Why You Should Ignore Everything You’ve Heard & Go to Colombia
(from Boots’n’All, by Adam Seper, view article)
This article notes three misconceptions about Colombia:
- Misconception 1: Colombia is full of cocaine-addled drug addicts
- Misconception 2: Colombia is dangerous; you will get robbed, kidnapped, shot, or possibly killed
- Misconception 3: There’s really nothing much to see in Colombia
Adam debunks each of these myths in detail with his own experience. He also goes on to say:
One thing a trip to Colombia did was open my eyes… [it] took a sledgehammer and knocked a huge hole in [the stereotypes]. I urge you to let Colombia do the same thing for you.
This is quite a detailed article on the misconceptions about Colombia and well worth the read.
Land of Enchantment
(from American Way, by Kevin Raub, view article)

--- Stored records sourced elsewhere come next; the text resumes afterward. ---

// SPDX-FileCopyrightText: 2026 Modmail Contributors
// SPDX-License-Identifier: MIT OR Apache-2.0

//! Inbound message routing between user DMs and staff relay channels.

use std::sync::Arc;

use modmail_core::types::{InboundMessage, RelayChannelSpec};
use modmail_core::{
    ChannelId, ChatPlatform, Conversation, ConversationStore, ModmailError, PasteService, UserId,
};
use modmail_transcript::TranscriptRenderer;
use tracing::{debug, info, warn};

use crate::closer::{CloseOutcome, SessionCloser};
use crate::commands::{self, StaffCommand};
use crate::format::{self, Customizer, TemplateCustomizer, TemplateVars};
use crate::index::ConversationIndex;
use crate::reconcile::Reconciler;
use crate::writer::WriteQueue;
use crate::RelaySettings;

/// Posted in a relay-category channel that has no open conversation.
pub const USER_NOT_FOUND: &str = "an error occured, user is not found please delete this channel!";

/// Where relayed content is delivered.
enum Destination<'a> {
    User(&'a UserId),
    Channel(&'a ChannelId),
}

/// Routes inbound messages and owns the index of open conversations.
pub struct MailRouter {
    platform: Arc<dyn ChatPlatform>,
    store: Arc<dyn ConversationStore>,
    customizer: Arc<dyn Customizer>,
    renderer: TranscriptRenderer,
    index: Arc<ConversationIndex>,
    writer: WriteQueue,
    closer: SessionCloser,
    reconciler: Reconciler,
    settings: Arc<RelaySettings>,
}

impl MailRouter {
    pub fn new(
        platform: Arc<dyn ChatPlatform>,
        store: Arc<dyn ConversationStore>,
        paste: Arc<dyn PasteService>,
        writer: WriteQueue,
        renderer: TranscriptRenderer,
        settings: RelaySettings,
    ) -> Self {
        let settings = Arc::new(settings);
        let index = Arc::new(ConversationIndex::new());
        let closer = SessionCloser::new(
            Arc::clone(&platform),
            Arc::clone(&store),
            paste,
            Arc::clone(&index),
            writer.clone(),
            Arc::clone(&settings),
        );
        let reconciler = Reconciler::new(Arc::clone(&platform), Arc::clone(&store), Arc::clone(&index));

        Self {
            platform,
            store,
            customizer: Arc::new(TemplateCustomizer::default()),
            renderer,
            index,
            writer,
            closer,
            reconciler,
            settings,
        }
    }

    /// Replaces the default greeting, intro and saved-line formatting.
    pub fn with_customizer(mut self, customizer: Arc<dyn Customizer>) -> Self {
        self.customizer = customizer;
        self
    }

    pub fn index(&self) -> &ConversationIndex {
        &self.index
    }

    pub fn closer(&self) -> &SessionCloser {
        &self.closer
    }

    pub fn reconciler(&self) -> Reconciler {
        self.reconciler.clone()
    }

    /// Loads stored conversations into the index and drops the ones whose
    /// relay channel is gone.
    pub async fn ready(&self) -> Result<(), ModmailError> {
        let loaded = self.index.load(self.store.list_conversations().await?);
        let removed = self.reconciler.reconcile_all().await;
        info!(loaded, removed, "conversation index ready");
        Ok(())
    }

    /// Handles one inbound message.
    pub async fn handle(&self, message: InboundMessage) -> Result<(), ModmailError> {
        if message.is_direct() {
            self.handle_direct(&message).await
        } else if message.is_under(&self.settings.category) {
            self.handle_staff(&message).await
        } else {
            Ok(())
        }
    }

    async fn handle_direct(&self, message: &InboundMessage) -> Result<(), ModmailError> {
        let Some(conversation) = self.index.by_user(&message.author.id) else {
            return self.open_conversation(message).await;
        };
        if !self.reconciler.reconcile_one(&conversation).await {
            return Ok(());
        }
        self.relay(message, &conversation.user, Destination::Channel(&conversation.channel))
            .await;
        Ok(())
    }

    async fn handle_staff(&self, message: &InboundMessage) -> Result<(), ModmailError> {
        if let Some(command) = commands::parse(&message.content, &self.settings.prefix) {
            return self.run_command(command, &message.channel).await;
        }

        match self.index.by_channel(&message.channel) {
            Some(conversation) => {
                self.relay(message, &conversation.user, Destination::User(&conversation.user))
                    .await;
            }
            None => self.post_user_not_found(&message.channel).await,
        }
        Ok(())
    }

    /// Opens a conversation for the author of a first DM.
    ///
    /// The first message is stored as the record's first history line and
    /// forwarded to the new relay channel.
    async fn open_conversation(&self, message: &InboundMessage) -> Result<(), ModmailError> {
        let author = &message.author;
        let Some(_creation) = self.index.begin_creation(&author.id) else {
            debug!(user = %author.id, "conversation creation already in flight, message dropped");
            return Ok(());
        };
        if let Some(conversation) = self.index.by_user(&author.id) {
            self.relay(message, &conversation.user, Destination::Channel(&conversation.channel))
                .await;
            return Ok(());
        }

        let guild = self.platform.guild_name().await?;
        let content = format::relay_content(&message.content, &message.attachments);
        let vars = TemplateVars {
            guild: &guild,
            author,
            role: self.settings.staff_role.as_deref(),
            content: &content,
        };

        if let Err(e) = self
            .platform
            .send_dm(&author.id, &self.customizer.greeting(&vars))
            .await
        {
            warn!(user = %author.id, error = %e, "failed to send greeting");
        }

        let channel = self
            .platform
            .create_relay_channel(&RelayChannelSpec {
                name: format::channel_name(author),
                category: self.settings.category.clone(),
                staff_role: self.settings.staff_role.clone(),
            })
            .await?;

        match self
            .platform
            .send_to_channel(&channel, &self.customizer.intro(&vars))
            .await
        {
            Ok(intro) => {
                if let Err(e) = self.platform.pin_message(&channel, &intro).await {
                    warn!(channel = %channel, error = %e, "failed to pin intro");
                }
            }
            Err(e) => warn!(channel = %channel, error = %e, "failed to post intro"),
        }

        let conversation = Conversation::new(
            author.id.clone(),
            channel.clone(),
            self.customizer.saved_line(&vars),
        );
        if let Err(e) = self.store.create_conversation(&conversation).await {
            if let Err(cleanup) = self.platform.delete_channel(&channel).await {
                warn!(
                    channel = %channel,
                    error = %cleanup,
                    "failed to remove relay channel of unsaved conversation"
                );
            }
            return Err(e);
        }
        self.index.insert(conversation);
        info!(user = %author.id, channel = %channel, "conversation opened");

        self.forward(Destination::Channel(&channel), &content).await;
        Ok(())
    }

    /// Saves a message to `user`'s history and forwards it.
    async fn relay(&self, message: &InboundMessage, user: &UserId, to: Destination<'_>) {
        let content = format::relay_content(&message.content, &message.attachments);
        if content.is_empty() {
            debug!(message = %message.id.0, "nothing to relay");
            return;
        }

        let line = self.customizer.saved_line(&TemplateVars {
            guild: "",
            author: &message.author,
            role: self.settings.staff_role.as_deref(),
            content: &content,
        });
        self.writer.enqueue(user, line);
        self.forward(to, &content).await;
    }

    async fn forward(&self, to: Destination<'_>, content: &str) {
        let result = match to {
            Destination::User(user) => self.platform.send_dm(user, content).await,
            Destination::Channel(channel) => self.platform.send_to_channel(channel, content).await,
        };
        if let Err(e) = result {
            warn!(error = %e, "failed to forward message");
        }
    }

    async fn post_user_not_found(&self, channel: &ChannelId) {
        if let Err(e) = self.platform.send_to_channel(channel, USER_NOT_FOUND).await {
            warn!(channel = %channel, error = %e, "failed to post lookup error");
        }
    }

    async fn run_command(
        &self,
        command: StaffCommand,
        channel: &ChannelId,
    ) -> Result<(), ModmailError> {
        match command {
            StaffCommand::Close { reason } => {
                let outcome = self.closer.close(channel, reason.as_deref()).await?;
                if outcome == CloseOutcome::NotFound {
                    self.post_user_not_found(channel).await;
                }
                Ok(())
            }
            StaffCommand::Transcript => self.post_transcript(channel).await,
        }
    }

    /// Renders the channel's recent history and posts it as an HTML file.
    async fn post_transcript(&self, channel: &ChannelId) -> Result<(), ModmailError> {
        let meta = self.platform.channel_meta(channel).await?;
        let history = self
            .platform
            .fetch_history(channel, self.settings.history_limit)
            .await?;
        let bytes = self.renderer.render(&meta, &history).await?;
        let file_name = format!("transcript-{}.html", meta.channel_name);
        self.platform.send_file(channel, &file_name, bytes).await?;
        info!(channel = %channel, messages = history.len(), "transcript posted");
        Ok(())
    }
}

This article is more adventurous and talks about the Ciudad Perdida, often called the Machu Picchu of Colombia. But Kevin also refers back to Colombia’s prior reputation, saying:
No, we are not hostages, though we are marching heads down, sucking air like oxygen-deprived Mongols on a relocation trek through the Gobi desert. Some of us think we can’t go on, some of us are thirsty and some of us just want it to be over. But make no mistake, we are not here under duress — we have chosen to do this.
He also explains one of the advantages of visiting a country still marred by a troubled past:
I remember when I saw Machu Picchu for the first time — my view was clouded by the kaleidoscopic colors of various North Face parkas and Peruvian alpaca sweaters. There were just too many people there. Here, we are alone, which lends itself to the whole sense of actually discovering something in 2010 that hasn’t yet been exploited for the benefit of tourism. There is no ticket booth, no bathroom, no coat check, no buses, no overpriced-food counters, no nothing.

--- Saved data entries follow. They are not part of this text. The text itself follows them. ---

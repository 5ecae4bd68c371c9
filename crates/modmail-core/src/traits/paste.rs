// SPDX-FileCopyrightText: 2026 Modmail Contributors
// SPDX-License-Identifier: MIT OR Apache-2.0

//! Paste-hosting trait used to archive transcripts.

use async_trait::async_trait;

use crate::error::ModmailError;
use crate::traits::adapter::PluginAdapter;
use crate::types::PasteRequest;

#[async_trait]
pub trait PasteService: PluginAdapter {
    /// Publishes the blob and returns a retrievable URL.
    async fn upload(&self, request: &PasteRequest) -> Result<String, ModmailError>;
}
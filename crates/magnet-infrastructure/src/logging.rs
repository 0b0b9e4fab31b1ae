//! Structured logging with tracing
//!
//! Provides centralized logging configuration using the tracing ecosystem:
//! plain or JSON output, level filtering overridable through `MAGNET_LOG`,
//! and an optional daily rolling log file.

use magnet_domain::error::{Error, Result};
use std::path::Path;

// Re-export LoggingConfig for convenience
pub use crate::config::LoggingConfig;
use crate::constants::{DEFAULT_LOG_FILE_STEM, LOG_FILTER_ENV};
use tracing::{Level, info, warn};
use tracing_appender::rolling::{RollingFileAppender, Rotation};
use tracing_subscriber::{EnvFilter, Registry, fmt, layer::SubscriberExt, util::SubscriberInitExt};

/// Initialize logging with the provided configuration
///
/// Installs the global subscriber; fails if one is already installed.
pub fn init_logging(config: LoggingConfig) -> Result<()> {
    let level = parse_log_level(&config.level)?;
    let filter =
        EnvFilter::try_from_env(LOG_FILTER_ENV).unwrap_or_else(|_| EnvFilter::new(&config.level));

    let file_appender = config.file_output.as_deref().map(rolling_appender).transpose()?;

    // The layer types differ between formats, hence the separate branches
    let installed = if config.json_format {
        let stdout = fmt::layer()
            .json()
            .with_target(true)
            .with_thread_ids(true)
            .with_file(true)
            .with_line_number(true);
        let registry = Registry::default().with(filter);
        if let Some(appender) = file_appender {
            let file = fmt::layer()
                .json()
                .with_writer(appender)
                .with_ansi(false)
                .with_target(true);
            registry.with(stdout).with(file).try_init()
        } else {
            registry.with(stdout).try_init()
        }
    } else {
        let stdout = fmt::layer()
            .with_target(true)
            .with_thread_ids(true)
            .with_file(true)
            .with_line_number(true);
        let registry = Registry::default().with(filter);
        if let Some(appender) = file_appender {
            let file = fmt::layer()
                .with_writer(appender)
                .with_ansi(false)
                .with_target(true);
            registry.with(stdout).with(file).try_init()
        } else {
            registry.with(stdout).try_init()
        }
    };
    installed.map_err(|err| Error::config_with_source("Failed to install tracing subscriber", err))?;

    info!("Logging initialized with level: {}", level);
    Ok(())
}

/// Parse log level string to tracing Level
pub fn parse_log_level(level: &str) -> Result<Level> {
    match level.to_lowercase().as_str() {
        "trace" => Ok(Level::TRACE),
        "debug" => Ok(Level::DEBUG),
        "info" => Ok(Level::INFO),
        "warn" | "warning" => Ok(Level::WARN),
        "error" => Ok(Level::ERROR),
        _ => Err(Error::config(format!(
            "Invalid log level: {}. Use trace, debug, info, warn, or error",
            level
        ))),
    }
}

/// Daily rolling appender writing next to `path`
fn rolling_appender(path: &Path) -> Result<RollingFileAppender> {
    let directory = path.parent().unwrap_or_else(|| Path::new("."));
    let prefix = path
        .file_stem()
        .map_or_else(|| DEFAULT_LOG_FILE_STEM.to_string(), |stem| stem.to_string_lossy().into_owned());

    RollingFileAppender::builder()
        .rotation(Rotation::DAILY)
        .filename_prefix(prefix)
        .build(directory)
        .map_err(|err| {
            Error::config_with_source(
                format!("Failed to open log file in {}", directory.display()),
                err,
            )
        })
}

/// Log configuration loading status
pub fn log_config_loaded(config_path: &Path, success: bool) {
    if success {
        info!("Configuration loaded from {}", config_path.display());
    } else {
        warn!("Configuration file not found: {}", config_path.display());
    }
}
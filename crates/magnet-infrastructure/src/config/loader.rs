//! Configuration loader
//!
//! Handles loading configuration from various sources including
//! TOML files, environment variables, and default values.

use crate::config::AppConfig;
use crate::constants::{CONFIG_ENV_PREFIX, DEFAULT_CONFIG_DIR, DEFAULT_CONFIG_FILENAME};
use crate::error_ext::ErrorContext;
use crate::logging::{log_config_loaded, parse_log_level};
use figment::Figment;
use figment::providers::{Env, Format, Serialized, Toml};
use magnet_domain::error::{Error, Result};
use std::env;
use std::path::{Path, PathBuf};

/// Configuration loader service
#[derive(Debug, Clone)]
pub struct ConfigLoader {
    /// Configuration file path
    config_path: Option<PathBuf>,

    /// Environment prefix
    env_prefix: String,
}

impl ConfigLoader {
    /// Create a new configuration loader with default settings
    pub fn new() -> Self {
        Self {
            config_path: None,
            env_prefix: CONFIG_ENV_PREFIX.to_string(),
        }
    }

    /// Set the configuration file path
    pub fn with_config_path<P: AsRef<Path>>(mut self, path: P) -> Self {
        self.config_path = Some(path.as_ref().to_path_buf());
        self
    }

    /// Set the environment variable prefix
    pub fn with_env_prefix<S: Into<String>>(mut self, prefix: S) -> Self {
        self.env_prefix = prefix.into();
        self
    }

    /// Load configuration from all sources
    ///
    /// Configuration sources are merged in this order (later sources override earlier):
    /// 1. Default values from `AppConfig::default()`
    /// 2. TOML configuration file (if exists)
    /// 3. Environment variables with prefix, `__` separating nested keys
    ///    (e.g., `MAGNET_LOGGING__LEVEL`, `MAGNET_REGISTRY__ALLOW_EMPTY`)
    pub fn load(&self) -> Result<AppConfig> {
        let mut figment = Figment::new().merge(Serialized::defaults(AppConfig::default()));

        if let Some(config_path) = &self.config_path {
            if config_path.exists() {
                figment = figment.merge(Toml::file(config_path));
                log_config_loaded(config_path, true);
            } else {
                log_config_loaded(config_path, false);
            }
        } else if let Some(default_path) = Self::find_default_config_path() {
            figment = figment.merge(Toml::file(&default_path));
            log_config_loaded(&default_path, true);
        }

        figment = figment.merge(Env::prefixed(&format!("{}_", self.env_prefix)).split("__"));

        let app_config: AppConfig = figment
            .extract()
            .config_context("Failed to extract configuration")?;

        validate_app_config(&app_config)?;

        Ok(app_config)
    }

    /// Save configuration to file
    pub fn save_to_file<P: AsRef<Path>>(&self, config: &AppConfig, path: P) -> Result<()> {
        let toml_string =
            toml::to_string_pretty(config).context("Failed to serialize config to TOML")?;

        std::fs::write(path.as_ref(), toml_string).io_context("Failed to write config file")?;

        Ok(())
    }

    /// Get the current configuration file path
    pub fn config_path(&self) -> Option<&Path> {
        self.config_path.as_deref()
    }

    /// Find the first existing default configuration file
    fn find_default_config_path() -> Option<PathBuf> {
        let current_dir = env::current_dir().ok()?;

        let candidates = [
            Some(current_dir.join(DEFAULT_CONFIG_FILENAME)),
            Some(current_dir.join(DEFAULT_CONFIG_DIR).join(DEFAULT_CONFIG_FILENAME)),
            dirs::config_dir().map(|d| d.join(DEFAULT_CONFIG_DIR).join(DEFAULT_CONFIG_FILENAME)),
            dirs::home_dir().map(|d| {
                d.join(format!(".{}", DEFAULT_CONFIG_DIR))
                    .join(DEFAULT_CONFIG_FILENAME)
            }),
        ];

        candidates.into_iter().flatten().find(|path| path.exists())
    }
}

impl Default for ConfigLoader {
    fn default() -> Self {
        Self::new()
    }
}

/// Validate application configuration
fn validate_app_config(config: &AppConfig) -> Result<()> {
    parse_log_level(&config.logging.level)?;

    if let Some(name) = config.registry.disabled.iter().find(|name| name.trim().is_empty()) {
        return Err(Error::config(format!(
            "Disabled implementation name cannot be blank: {:?}",
            name
        )));
    }
    Ok(())
}
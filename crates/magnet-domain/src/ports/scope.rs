//! Dependency scope port
//!
//! The scope is the caller-owned context a factory pulls its own
//! dependencies from. The registry forwards it verbatim and never looks
//! inside; factories that know the concrete scope type recover it with
//! [`DependencyScope::downcast_ref`].

use downcast_rs::{DowncastSync, impl_downcast};

/// Opaque context passed unchanged to every factory invocation
///
/// # Example
///
/// ```
/// use magnet_domain::ports::DependencyScope;
///
/// struct RequestScope {
///     user: String,
/// }
///
/// impl DependencyScope for RequestScope {}
///
/// let scope: &dyn DependencyScope = &RequestScope { user: "ada".into() };
/// let concrete = scope.downcast_ref::<RequestScope>().unwrap();
/// assert_eq!(concrete.user, "ada");
/// ```
pub trait DependencyScope: DowncastSync {}

impl_downcast!(sync DependencyScope);

/// Empty scope for factories without dependencies
impl DependencyScope for () {}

Clearly, Kevin shows Colombia is one of those rare destinations yet to be pillaged by the travelling masses.
Bogotá Moves Beyond its Bad-Boy Image
(from USA Today, by Jayne Clark, view article)
While tourists typically flock to Cartagena, this article talks about a revolution in Colombia’s capital, Bogotá. Jayne writes:
The days of Colombia’s bad-boy image as a land of narco-terrorist turmoil are waning. Officials are actively courting tourists with the slogan ‘The Only Risk Is Wanting to Stay.’ And nowhere is the transformation more apparent than in its capital city.
Being a little more modest, an American journalist in the article says:
Bogotá has problems, like any other city. But a decade ago there was a feeling of being under siege and that’s gone.
Even the statistics support these claims:
In 2008-’09, foreign-tourist arrivals were up almost 11% (at a time when tourism dropped 4% worldwide).
The Verdict
There’s no doubt that the war against narco-terrorism in Colombia continues. But the difference now is that travellers are enjoying Colombia somewhat oblivious to this war. It’s no different travelling to Sydney or London or Montreal and having no idea that officials are fiercely fighting organised crime behind the scenes.

Playa Blanca, Cartagena, Colombia. A paradise untouched by hordes of tourists - mallox
That said, it still pays to be alert and wary. Although Colombia no longer has the highest rate of kidnapping, the rate certainly hasn’t gone to zero; there are still many areas that even locals stay well clear of.
But the opportunity in Colombia isn’t just about travelling to a safer destination. The real opportunity is travelling to a destination that remains off the beaten path. Imagine having the opportunity to travel to Thailand 10 years ago… well, what are we waiting for?
I am in Colombia now. Spent about 3 weeks here last year (and probably 2 or 3 months this year). The bad rumors about this place are literally years and years and years out of date. It is one of the best countries on the planet. With perhaps the friendliest people I have meet anywhere. Everyone should put it on their list of places to go. Now.